Cells in the cortex, or top layer of the brain where perception and thinking occur, are gray. The long connectors, or axons, they send out to other neurons are white. Studies of the brains of aging rhesus monkeys, done at Boston University School of Medicine, show a decrease of white matter without a loss of gray cells. The old monkeys also suffer a human-like decline in problem-solving, motor responses, and vision.
“These findings fit nicely with those of Albert,” Hyman points out. “They explain how a brain can shrink and lose some of its functions without a noticeable loss of neurons. You have all your brain cells but they don’t operate as well as they once did.”
Wear and tear of white matter could slow down signals passing between cells in different parts of the brain, reducing reaction time and learning speed. These signals release chemicals at gaps between cells. Called neurotransmitters, the chemicals pass on messages to the next neuron in line.

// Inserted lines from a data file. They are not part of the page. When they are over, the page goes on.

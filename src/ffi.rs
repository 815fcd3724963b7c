//! FFI bindings for Session Insights
//!
//! This module provides C-compatible functions for calling the aggregation from
//! the mobile host app. All functions use C strings (null-terminated) and return
//! allocated memory that must be freed by the caller using `insights_free_string`.

use std::cell::RefCell;
use std::ffi::{CStr, CString};
use std::os::raw::c_char;
use std::ptr;

use chrono::{DateTime, Utc};

use crate::adapter::SessionAdapter;
use crate::config::InsightsConfig;
use crate::error::InsightsError;
use crate::pipeline::InsightsProcessor;
use crate::types::SessionRecord;

// Thread-local storage for the last error message
thread_local! {
    static LAST_ERROR: RefCell<Option<CString>> = const { RefCell::new(None) };
}

/// Set the last error message
fn set_last_error(msg: &str) {
    LAST_ERROR.with(|e| {
        *e.borrow_mut() = CString::new(msg).ok();
    });
}

/// Clear the last error message
fn clear_last_error() {
    LAST_ERROR.with(|e| {
        *e.borrow_mut() = None;
    });
}

/// Helper to convert C string to Rust string
unsafe fn cstr_to_string(ptr: *const c_char) -> Option<String> {
    if ptr.is_null() {
        return None;
    }
    CStr::from_ptr(ptr).to_str().ok().map(|s| s.to_string())
}

/// Helper to convert Rust string to C string (caller must free)
fn string_to_cstr(s: &str) -> *mut c_char {
    match CString::new(s) {
        Ok(cstr) => cstr.into_raw(),
        Err(_) => ptr::null_mut(),
    }
}

/// NULL means "now"; anything else must be RFC 3339
unsafe fn read_now(now: *const c_char) -> Result<DateTime<Utc>, InsightsError> {
    if now.is_null() {
        return Ok(Utc::now());
    }
    let text = cstr_to_string(now)
        .ok_or_else(|| InsightsError::InvalidTimestamp("now is not valid UTF-8".to_string()))?;
    DateTime::parse_from_rfc3339(text.trim())
        .map(|dt| dt.with_timezone(&Utc))
        .map_err(|e| InsightsError::InvalidTimestamp(format!("{}: {}", text, e)))
}

/// Shared body of the stateless entry points
unsafe fn run_stateless<T, F>(
    json: *const c_char,
    now: *const c_char,
    timezone: *const c_char,
    op: F,
) -> Result<T, InsightsError>
where
    F: FnOnce(&InsightsProcessor, &[SessionRecord], DateTime<Utc>) -> Result<T, InsightsError>,
{
    let json_str = cstr_to_string(json)
        .ok_or_else(|| InsightsError::ParseError("Invalid JSON string pointer".to_string()))?;
    let tz_str = cstr_to_string(timezone)
        .ok_or_else(|| InsightsError::InvalidTimezone("Invalid timezone string pointer".to_string()))?;
    let now = read_now(now)?;

    let processor = InsightsProcessor::new(InsightsConfig::with_timezone(tz_str))?;
    let parsed = SessionAdapter::parse_array(&json_str)?;
    op(&processor, &parsed.records, now)
}

// ============================================================================
// Stateless API
// ============================================================================

/// Compute the full summary (history, streak, weekly activity) as JSON.
///
/// # Safety
/// - `json` and `timezone` must be valid null-terminated C strings.
/// - `now` must be a valid null-terminated RFC 3339 C string, or NULL for the current time.
/// - Returns a newly allocated string that must be freed with `insights_free_string`.
/// - Returns NULL on error; call `insights_last_error` to get the error message.
#[no_mangle]
pub unsafe extern "C" fn insights_summarize(
    json: *const c_char,
    now: *const c_char,
    timezone: *const c_char,
) -> *mut c_char {
    clear_last_error();

    let result = run_stateless(json, now, timezone, |processor, records, now| {
        Ok(serde_json::to_string(&processor.summarize(records, now))?)
    });

    match result {
        Ok(out) => string_to_cstr(&out),
        Err(e) => {
            set_last_error(&e.to_string());
            ptr::null_mut()
        }
    }
}

/// Group sessions into history sections, returned as a JSON array.
///
/// # Safety
/// - Same pointer contract as `insights_summarize`.
#[no_mangle]
pub unsafe extern "C" fn insights_group_sessions(
    json: *const c_char,
    now: *const c_char,
    timezone: *const c_char,
) -> *mut c_char {
    clear_last_error();

    let result = run_stateless(json, now, timezone, |processor, records, now| {
        Ok(serde_json::to_string(&processor.group(records, now))?)
    });

    match result {
        Ok(out) => string_to_cstr(&out),
        Err(e) => {
            set_last_error(&e.to_string());
            ptr::null_mut()
        }
    }
}

/// Compute weekly activity, returned as `{"minutes": [..7], "bars": [..7]}`.
///
/// # Safety
/// - Same pointer contract as `insights_summarize`.
#[no_mangle]
pub unsafe extern "C" fn insights_weekly_activity(
    json: *const c_char,
    now: *const c_char,
    timezone: *const c_char,
) -> *mut c_char {
    clear_last_error();

    let result = run_stateless(json, now, timezone, |processor, records, now| {
        Ok(serde_json::to_string(&processor.weekly(records, now))?)
    });

    match result {
        Ok(out) => string_to_cstr(&out),
        Err(e) => {
            set_last_error(&e.to_string());
            ptr::null_mut()
        }
    }
}

/// Compute the current streak.
///
/// # Safety
/// - Same pointer contract as `insights_summarize`.
/// - Returns the streak (>= 0), or -1 on error; call `insights_last_error` for details.
#[no_mangle]
pub unsafe extern "C" fn insights_compute_streak(
    json: *const c_char,
    now: *const c_char,
    timezone: *const c_char,
) -> i64 {
    clear_last_error();

    let result = run_stateless(json, now, timezone, |processor, records, now| {
        Ok(processor.streak(records, now))
    });

    match result {
        Ok(streak) => i64::from(streak),
        Err(e) => {
            set_last_error(&e.to_string());
            -1
        }
    }
}

// ============================================================================
// Processor API
// ============================================================================

/// Opaque handle to an InsightsProcessor
pub struct InsightsProcessorHandle {
    processor: InsightsProcessor,
}

/// Create a processor from a JSON configuration.
///
/// # Safety
/// - `config_json` must be a valid null-terminated C string, or NULL for defaults.
/// - Returns a pointer that must be freed with `insights_processor_free`.
/// - Returns NULL on error; call `insights_last_error` to get the error message.
#[no_mangle]
pub unsafe extern "C" fn insights_processor_new(
    config_json: *const c_char,
) -> *mut InsightsProcessorHandle {
    clear_last_error();

    let config = if config_json.is_null() {
        Ok(InsightsConfig::default())
    } else {
        match cstr_to_string(config_json) {
            Some(s) => InsightsConfig::from_json(&s),
            None => Err(InsightsError::InvalidConfig(
                "Invalid config string pointer".to_string(),
            )),
        }
    };

    match config.and_then(InsightsProcessor::new) {
        Ok(processor) => Box::into_raw(Box::new(InsightsProcessorHandle { processor })),
        Err(e) => {
            set_last_error(&e.to_string());
            ptr::null_mut()
        }
    }
}

/// Free a processor.
///
/// # Safety
/// - `processor` must be a valid pointer returned by `insights_processor_new`, or NULL.
/// - After calling this function, the pointer is invalid.
#[no_mangle]
pub unsafe extern "C" fn insights_processor_free(processor: *mut InsightsProcessorHandle) {
    if !processor.is_null() {
        drop(Box::from_raw(processor));
    }
}

/// Compute the full summary with a configured processor.
///
/// # Safety
/// - `processor` must be a valid pointer returned by `insights_processor_new`.
/// - `json` must be a valid null-terminated C string.
/// - `now` must be a valid null-terminated RFC 3339 C string, or NULL for the current time.
/// - Returns a newly allocated string that must be freed with `insights_free_string`.
/// - Returns NULL on error; call `insights_last_error` to get the error message.
#[no_mangle]
pub unsafe extern "C" fn insights_processor_summarize(
    processor: *const InsightsProcessorHandle,
    json: *const c_char,
    now: *const c_char,
) -> *mut c_char {
    clear_last_error();

    if processor.is_null() {
        set_last_error("Null processor pointer");
        return ptr::null_mut();
    }

    let handle = &*processor;

    let json_str = match cstr_to_string(json) {
        Some(s) => s,
        None => {
            set_last_error("Invalid JSON string pointer");
            return ptr::null_mut();
        }
    };

    let result = read_now(now).and_then(|now| handle.processor.process_json(&json_str, now));

    match result {
        Ok(out) => string_to_cstr(&out),
        Err(e) => {
            set_last_error(&e.to_string());
            ptr::null_mut()
        }
    }
}

// ============================================================================
// Memory Management
// ============================================================================

/// Free a string returned by Session Insights functions.
///
/// # Safety
/// - `ptr` must be a valid pointer returned by an `insights_*` function, or NULL.
/// - After calling this function, the pointer is invalid.
#[no_mangle]
pub unsafe extern "C" fn insights_free_string(ptr: *mut c_char) {
    if !ptr.is_null() {
        drop(CString::from_raw(ptr));
    }
}

// ============================================================================
// Error Handling
// ============================================================================

/// Get the last error message.
///
/// # Safety
/// - Returns a pointer to a thread-local error string.
/// - The returned pointer is valid until the next `insights_*` call on this thread.
/// - Do NOT free the returned pointer.
/// - Returns NULL if no error occurred.
#[no_mangle]
pub unsafe extern "C" fn insights_last_error() -> *const c_char {
    LAST_ERROR.with(|e| match &*e.borrow() {
        Some(cstr) => cstr.as_ptr(),
        None => ptr::null(),
    })
}

// ============================================================================
// Version Information
// ============================================================================

/// Get the library version.
///
/// # Safety
/// - Returns a pointer to a static string. Do NOT free.
#[no_mangle]
pub unsafe extern "C" fn insights_version() -> *const c_char {
    static VERSION: &[u8] = concat!(env!("CARGO_PKG_VERSION"), "\0").as_bytes();
    VERSION.as_ptr() as *const c_char
}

“Aging brains probably have fewer receptors for neurotransmitters, or lesser amounts of the chemicals,” Hyman says. “That opens the possibility of slowing down the deleterious effects of aging with drugs that supply depleted messenger chemicals or stimulate their production.”
Such experiments would be tried first with animals. Brain tonics might boost the maze-running records of old rats, for example. Or, perhaps, the human-like mental decline of elderly monkeys could be arrested.
Ole Isacson, director of the Neuroregeneration Laboratory at Harvard’s McLean Hospital, has tried to replace nonfunctioning cells in the brains of Parkinson’s disease victims with fetal cells from animals. The Food and Drug Administration is testing the safety of his methods on 11 patients. (Parkinson’s is a brain disorder that causes muscle weakness, tremors, and rigidity.)
“We’re only a couple of months into realizing that neuron loss isn’t a necessary part of aging,” Hyman notes. “It’s going to take a great deal more work to determine what we can do about it.”
Isacson agrees: “It’s not unreasonable to think we can improve the functioning of a normally aging brain,” he says. “But, it’s going to require a huge amount of research to overcome the obstacles.”
In other words, it will be a long time before you can buy a bottle of Brain Enhancer at the mall pharmacy. In the meantime, however, you can feel good about the fact that you’re not losing your mind at the rate of thousands of brain cells every day.